Two sports groups are calling on the city to consider the need for more park space after losing field time at Lakeside Park.

Nelson Mixed Slo-Pitch and the Nelson Soccer Association each have to adjust for schedule cuts after the Sports Field User Policy was amended this month to allow for the use of Lakeside Park by Nelson Baseball.

That means Nelson Slo-Pitch is losing two nights a week off its schedule, or 20 game times per season. Nelson Soccer meanwhile has to account for losing one field three days a week, and may yet lose another one day a week.

That isn’t sitting well with either group.

RJ Warren, the president of Nelson Slo-Pitch, says giving minor baseball time at Lakeside rather than just increasing the time allowed at Lions Park is ruining an equilibrium that has worked for years.

“I think they are going to be playing down at Lakeside while Lions sits empty,” said Warren. “I think what the user groups need is what the city needs to look at. If we need a stage for the arts council, let’s build one. If we need another ballpark, I mean I’ve got plans that were presented to me way back when for Mary Hall to be developed. There would have been a nice ballpark up there.”

Last year, Nelson Baseball requested an increase from 100 to 200 hours of playtime at Lions Park. That request was denied by city council, which this month agreed to a maximum of 150 hours of exclusive field use booked by any user group at Lions.

Nelson Baseball, which has said it was already using more than 200 hours per season prior to council’s decision, also uses Queen Elizabeth Park. It won’t be playing games at Lakeside — because the diamonds were built for slo-pitch, there’s no pitching mound — but will hold practice there and has applied for 150 hours of use.

Warren criticized the city for trying to stick to a memorandum of understanding with Nelson Baseball agreed to in 2011 that limited minor baseball to 100 hours at Lions Park.

“I don’t believe that minor ball is pushing the city around,” he said. “I think the city is taking an approach where numbers were down and now they are sticking to it instead of being progressive and coming up and saying, ‘OK, you’re numbers are up, let’s go ahead and do this, we’ll give you more time.’ They are sitting back and saying, ‘We agreed way back then.’

“It’s like agreeing to an expenditure and then finding out that the operations budget has gone up and saying, ‘We’re only putting $50,000 into this because that’s what we agreed to way back when.’”

Related: New policy allows for more baseball at Lions Park

Related: Nelson Youth Soccer makes pitch for turf field

Nelson Soccer, the city’s most popular sports group, is also set to be negatively affected by the change.

But lost in the noise of scheduling conflicts, according to soccer president Chuck Bennett, is the need for a conversation about more multi-use recreation space in Nelson.

“What we know, and what the city and these user groups (know), is we need more field space,” he said. “We can’t just sit back and say, ‘Oh, we’ve got a problem and it’s the city’s problem or it’s baseball or slo-pitch or soccer.’ We have a problem. That’s what I don’t see anyone talking about and I think the city need to be leaders on that.”

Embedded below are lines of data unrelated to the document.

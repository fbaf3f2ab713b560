//! Common types and type aliases used throughout the importer
//!
//! All geometry is expressed with glam types. The aliases keep the names the
//! scene graph API uses (`Vector3D`, `Matrix4x4`, ...) while every glam
//! operation stays available on them.
//!
//! # Usage
//!
//! ```rust,no_run
//! use scene_importer::types::*;
//! use scene_importer::Importer;
//!
//! # fn main() -> Result<(), Box<dyn std::error::Error>> {
//! let scene = Importer::new().import_file("model.ac")?;
//! for mesh in scene.meshes() {
//!     for vertex in mesh.vertices() {
//!         let transformed = Matrix4x4::from_rotation_x(1.57) * vertex.extend(1.0);
//!         let _ = transformed;
//!     }
//! }
//! # Ok(())
//! # }
//! ```

// Re-export glam types as our primary math types
pub use glam::{
    EulerRot, Mat3 as Matrix3x3, Mat4 as Matrix4x4, Quat as Quaternion, Vec2 as Vector2D,
    Vec3 as Vector3D, Vec4 as Vector4D,
};

/// RGB color type (alias for Vector3D)
pub type Color3D = Vector3D;

/// RGBA color type (alias for Vector4D)
pub type Color4D = Vector4D;

/// Coordinate system convention of a scene's data.
///
/// Imported scenes are always handed out right-handed. Readers for formats
/// authored in a left-handed system build their graph as `Left` and let the
/// merge step or [`crate::postprocess`] convert it.
#[derive(Debug, Clone, Copy, PartialEq, Eq, Default)]
pub enum Handedness {
    /// +Y up, +Z towards the viewer
    #[default]
    Right,
    /// +Y up, +Z away from the viewer
    Left,
}

/// Build a 3x3 matrix from nine values stored row by row.
#[inline]
pub fn matrix3_from_rows(m: [f32; 9]) -> Matrix3x3 {
    Matrix3x3::from_cols_array(&m).transpose()
}

/// Rotation matrix for euler angles applied X first, then Y, then Z.
#[inline]
pub fn rotation_from_euler_xyz(angles: Vector3D) -> Matrix4x4 {
    Matrix4x4::from_euler(EulerRot::ZYX, angles.z, angles.y, angles.x)
}

/// Quaternion matching [`rotation_from_euler_xyz`].
#[inline]
pub fn quaternion_from_euler_xyz(angles: Vector3D) -> Quaternion {
    Quaternion::from_euler(EulerRot::ZYX, angles.z, angles.y, angles.x)
}

/// Mirror a transform at the XY plane, keeping its determinant sign.
#[inline]
pub fn mirror_z(m: Matrix4x4) -> Matrix4x4 {
    let s = Matrix4x4::from_scale(Vector3D::new(1.0, 1.0, -1.0));
    s * m * s
}

// Mint integration (optional)
#[cfg(feature = "mint")]
mod mint_integration {
    use super::*;

    /// Trait for converting to mint types
    pub trait ToMint<T> {
        /// Convert this type to a mint type
        fn to_mint(self) -> T;
    }

    /// Trait for converting from mint types
    pub trait FromMint<T> {
        /// Convert from a mint type to this type
        fn from_mint(value: T) -> Self;
    }

    macro_rules! mint_pair {
        ($ours:ty, $theirs:ty) => {
            impl FromMint<$theirs> for $ours {
                #[inline]
                fn from_mint(value: $theirs) -> Self {
                    value.into()
                }
            }

            impl ToMint<$theirs> for $ours {
                #[inline]
                fn to_mint(self) -> $theirs {
                    self.into()
                }
            }
        };
    }

    mint_pair!(Vector2D, mint::Vector2<f32>);
    mint_pair!(Vector3D, mint::Vector3<f32>);
    mint_pair!(Vector4D, mint::Vector4<f32>);
    mint_pair!(Quaternion, mint::Quaternion<f32>);
    mint_pair!(Matrix3x3, mint::ColumnMatrix3<f32>);
    mint_pair!(Matrix4x4, mint::ColumnMatrix4<f32>);
}

// Re-export the traits for public use when mint feature is enabled
#[cfg(feature = "mint")]
pub use mint_integration::{FromMint, ToMint};
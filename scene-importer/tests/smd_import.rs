//! SMD and VTA import through the public importer

use std::sync::Arc;

use approx::assert_relative_eq;
use scene_importer::{Importer, Vector3D, import_properties, io::MemoryFileSystem};

const CHAIN: &str = "version 1
nodes
0 \"hip\" -1
1 \"knee\" 0
2 \"foot\" 1
end
skeleton
time 0
0 0 0 0 0 0 0
1 0 -2 0 0 0 0
2 0 -2 0 0 0 0
end
triangles
leg.tga
0 0 0 0 1 0 0 0 0 2 0 0.3 1 0.3
1 0 -2 0 1 0 0 1 0 2 1 0.5 2 0.4
2 0 -4 0 1 0 0 1 1
feet.tga
2 0 -4 0 0 1 0 0 0 1 2 1.0
2 1 -4 0 0 1 0 1 0 1 2 0.5
2 1 -4 1 0 1 0 1 1
end
";

#[test]
fn test_weights_are_normalized() {
    let scene = Importer::new()
        .import_from_memory(CHAIN.as_bytes(), Some("smd"))
        .expect("smd");
    assert_eq!(scene.num_meshes(), 2);
    assert_eq!(scene.num_materials(), 2);

    for mesh in scene.meshes() {
        for face in mesh.faces() {
            assert!(face.indices().iter().all(|&i| (i as usize) < mesh.num_vertices()));
        }
        for sum in mesh.vertex_weight_sums() {
            assert!(sum == 0.0 || (sum - 1.0).abs() <= 1e-3, "weight sum {sum}");
        }
    }

    let foot = scene.find_node("foot").expect("foot");
    assert_eq!(foot.parent().expect("parent").name(), "knee");
    let global = foot.global_transformation().w_axis.truncate();
    assert!(global.abs_diff_eq(Vector3D::new(0.0, -4.0, 0.0), 1e-6));
}

const SHAPES: &str = "version 1
nodes
0 \"root\" -1
end
skeleton
time 0
0 0 0 0 0 0 0
end
vertexanimation
time 0
0 0 0 0 0 0 1
1 1 0 0 0 0 1
2 0 1 0 0 0 1
time 5
0 0 0 5 0 0 1
1 1 0 5 0 0 1
2 0 1 5 0 0 1
time 10
0 0 0 10 0 0 1
1 1 0 10 0 0 1
2 0 1 10 0 0 1
end
";

#[test]
fn test_keyframe_filter() {
    let scene = Importer::new()
        .read_file("shapes.vta")
        .with_property_int(import_properties::SMD_KEYFRAME, 5)
        .import_from_memory(SHAPES.as_bytes(), Some("vta"))
        .expect("vta");
    let mesh = scene.mesh(0).expect("mesh");
    assert_eq!(mesh.num_vertices(), 3);
    assert!(mesh.vertices().iter().all(|v| v.z == 5.0));
}

const WALK: &str = "version 1
nodes
0 \"pelvis\" -1
1 \"thigh\" 0
end
skeleton
time 0
0 0 0 0 0 0 0
1 0 1 0 0 0 0
time 1
0 0 0 1 0 0 0
1 0 1 0 0.5 0 0
end
";

#[test]
fn test_animation_list_through_file_system() {
    let fs = MemoryFileSystem::new()
        .with_file("models/leg.smd", CHAIN)
        .with_file("models/leg_animation.txt", "walk walk.smd\n")
        .with_file("models/walk.smd", WALK);
    let scene = Importer::new()
        .read_file("models/leg.smd")
        .with_file_system(Arc::new(fs))
        .import_file("models/leg.smd")
        .expect("smd with animation list");

    let names: Vec<&str> = scene.animations().map(|a| a.name()).collect();
    assert_eq!(names, ["", "walk"]);
    let walk = scene.animation(1).expect("walk");
    assert_relative_eq!(walk.duration(), 1.0);
    let thigh = walk.find_channel("thigh").expect("thigh channel");
    assert_eq!(thigh.rotation_keys().len(), 2);
}

#[test]
fn test_skeleton_only_file_is_incomplete() {
    let scene = Importer::new()
        .import_from_memory(WALK.as_bytes(), Some("smd"))
        .expect("skeleton");
    assert!(scene.is_incomplete());
    assert_eq!(scene.root_node().name(), "pelvis");
    assert_eq!(scene.mesh(0).expect("skeleton mesh").name(), "SkeletonMesh");
}
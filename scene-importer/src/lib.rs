//! # Scene Importer
//!
//! Native readers for legacy 3D scene formats, all producing one common,
//! validated scene graph.
//!
//! ## Features
//!
//! - **Formats**: AC3D (`.ac`), Valve SMD/VTA, LightWave scenes (`.lws`,
//!   `.mot`) and STL in both flavours
//! - **One model**: every reader commits through [`builder::SceneBuilder`],
//!   so every [`Scene`] has a single root and consistent indices
//! - **Multi-file scenes**: referenced files are loaded once through a
//!   [`batch::BatchLoader`] and merged with [`combiner::merge_scenes`]
//! - **Custom I/O**: imports read through an injectable [`io::FileSystem`]
//!
//! ## Quick Start
//!
//! ```rust,no_run
//! use scene_importer::{Importer, postprocess::PostProcessSteps};
//!
//! # fn main() -> Result<(), Box<dyn std::error::Error>> {
//! let importer = Importer::new();
//! let scene = importer
//!     .read_file("model.ac")
//!     .with_post_process(PostProcessSteps::FLIP_UVS)
//!     .import_file("model.ac")?;
//!
//! println!("Loaded {} meshes", scene.meshes().count());
//! # Ok(())
//! # }
//! ```
//!
//! ## Architecture
//!
//! Each format lives in [`formats`] behind the [`formats::FormatReader`]
//! trait. Readers parse into format-local records first and convert them
//! in one step. Problems a reader can work around are logged through the
//! `log` facade and kept in [`Scene::import_diagnostics`]; everything else
//! fails the import with an [`Error`].

#![warn(missing_docs)]

// Re-export common types for convenience
pub use crate::{
    error::{Error, Result},
    importer::{ImportBuilder, Importer, PropertyStore, PropertyValue, import_properties},
    scene::{Scene, SceneFlags},
    types::*,
};

// Re-export logging functionality
pub use crate::logging::{LogLevel, LogStream, Logger};

// Re-export metadata functionality
pub use crate::metadata::{Metadata, MetadataEntry};

// Re-export material functionality
pub use crate::material::{Material, TextureInfo, TextureType, material_keys};

// Re-export AABB functionality
pub use crate::aabb::AABB;

// Re-export bone functionality
pub use crate::bone::{Bone, VertexWeight};

// Re-export reader plumbing
pub use crate::{
    batch::BatchLoader,
    combiner::{AttachmentInfo, MergeFlags, merge_scenes},
    formats::{FormatReader, ImportContext, ReaderRegistry},
    importer_desc::{
        ImporterDesc, ImporterFlags, get_all_importer_descs, get_import_extensions,
        get_importer_desc, is_extension_supported,
    },
};

// Core modules
pub mod builder;
pub mod error;
pub mod importer;
pub mod importer_desc;
pub mod scene;
pub mod types;

// Component modules
pub mod animation;
pub mod camera;
pub mod light;
pub mod material;
pub mod mesh;
pub mod node;

// Data structure modules
pub mod aabb;
pub mod bone;
pub mod metadata;

// Format readers and the machinery they share
pub mod batch;
pub mod combiner;
pub mod formats;
pub mod hierarchy;
pub mod scanner;
pub mod skeleton;
pub mod subdivision;
pub mod weights;

// Advanced features
pub mod io;
pub mod logging;
pub mod postprocess;

/// Version information
pub mod version {
    /// Version of this crate
    pub const CRATE_VERSION: &str = env!("CARGO_PKG_VERSION");
}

Bennett said Nelson Soccer has a strong relationship with the city, which has in the past led to the association’s acquisition of its indoor soccer facility.

Nelson Soccer, which according to Bennett currently has approximately 1,200 players, is also in the process of searching for land to use as the site of a turf field. One possibility is a site at Selkirk College’s Mary Hall, although it’s still unclear if that space is large enough.

Bennett said he likes the idea of using space outside city limits, but that it isn’t a plan supported by users. If players have to be moved from Lakeside, he said, it has to be close to home.

“We’ve tried the Bonnington park and what we had was people wouldn’t go to games. People wouldn’t show up. There’s just no buy in.

“If we’re forced to I guess that’s the way it goes, but there’s got to be a better solution.”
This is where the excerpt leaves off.